Genetic and transcriptional alterations of anoikis‐related genes (ARGs) in Gastric cancer (GC). (a) Interactions among ARGs. The line connecting the genes represents their interaction, with the line thickness indicating the strength of the association between genes. Green and violet represent favourable and risk correlations, respectively. (b) Mutation frequencies of 27 ARGs in 433 patients from the TCGA cohort. (c) Panorama of genomic mutations in the TCGA cohort. (d) Location of CNVs in ARGs on 23 chromosomes. (e) copy number variation (CNV) gain, loss, and ARG expression were different in normal and tumour tissues. (f) Forest plot of univariable regression analysis results for the 25 selected genes. CNV, copy number variant; TCGA, the cancer genome atlas. The “*” represents the statistically significant p value < 0.05, ** = p < 0.01, and *** = p < 0.001.

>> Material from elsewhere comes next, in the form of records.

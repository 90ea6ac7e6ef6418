//! Cache capacity accounting.
//!
//! Sizes are the caller-supplied estimates carried on each record; bytes on
//! disk are never measured or reconciled. The quota gate runs before a
//! request touches the registry, so a rejected request leaves no trace.

use crate::error::EngineError;
use crate::registry::{RegionRegistry, RegionStatus};

/// Megabytes currently counted against the quota: every record that holds
/// tiles on disk (`available`) or still holds them while awaiting a refresh
/// (`outdated`). Downloading and errored records do not count.
pub fn total_cache_mb(registry: &RegionRegistry) -> f64 {
    registry
        .iter()
        .filter(|r| matches!(r.status, RegionStatus::Available | RegionStatus::Outdated))
        .map(|r| r.size_mb)
        .sum()
}

/// Reject a request that would push the cache past the configured limit.
pub fn ensure_quota(
    registry: &RegionRegistry,
    max_cache_mb: f64,
    requested_mb: f64,
) -> Result<(), EngineError> {
    let current_mb = total_cache_mb(registry);
    if current_mb + requested_mb > max_cache_mb {
        return Err(EngineError::QuotaExceeded {
            limit_mb: max_cache_mb,
            current_mb,
            requested_mb,
        });
    }
    Ok(())
}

3.2. Anoikis‐related multiclass cancer pathway
The 804 GC patients were categorised into C1 and C2 groups, thus analysing the clinical and immunological characteristics of the two groups (Figure 2a). Clinicopathological characteristics of the C1/C2 clusters, such as T and N staging, may be the result of ARG regulation in epigenetics (Figure 2b). Kaplan–Meier analysis showed a disparity in prognosis between patients in the C1 and C2 clusters (p < 0.001, Figure 2c). Further exploring the TIME between the two clusters, we found that most immune cells (B cells, T cells, and macrophages) were substantially infiltrated in the C1 subpopulation, which might be prognostic markers (Figure 2d). In addition, ARDEGs activated biosynthetic and immunometabolic pathways. On the one hand, they were involved in mitosis and matrix structural constituent binding (Figure 2e). On the other hand, functional nodes were mainly found in proliferation, receptor‐ligand interaction, and immune signalling (Figure 2f). DNA, RNA, and nutrient metabolism pathways were more active in C2 in GSVA, where biosynthesis and DNA modification were the major enrichment pathways for ARDEGs (Figure 2g). We obtained key modules and 363 candidate biomarker genes by WGCNA (Figure 2h, i), and the above co‐expression network and modular genes provided clues for prognostic analyses and multi‐mechanism research.
FIGURE 2.
Identification of anoikis‐related gene (ARG) clustering and enrichment analysis. (a) non‐negative matrix factorisation (NMF) clustering based on ARGs divides the samples in the merged Gastric cancer (GC) dataset. The co‐correlation coefficient corresponding to the k value at 2 is given. (b) Differences in clinicopathologic features and expression levels of ARGs between the two clusters. (c) Kaplan–Meier (K‐M) survival curves of overall survival (OS) in C1 and C2 clusters. (d) Barplot of single sample gene set enrichment analysis (ssGSEA) quantifying the tumour‐infiltrating cell proportions. (e) The Gene ontology (GO) analysis for anoikis‐related differentially expressed genes (DEGs). (f) The Kyoto Encyclopaedia of Genes and Genomes (KEGG) analysis for anoikis‐related DEGs (ARDEGs). (g) Biological pathway between two variant isoforms. The red colour represents the activated pathway, while the blue colour represents the negative pathway. (h) WGCNA identified gene modules with highly synergistic changes. (i) The heatmap of module‐trait relationships. WGCNA, weighted gene co‐expression network analysis.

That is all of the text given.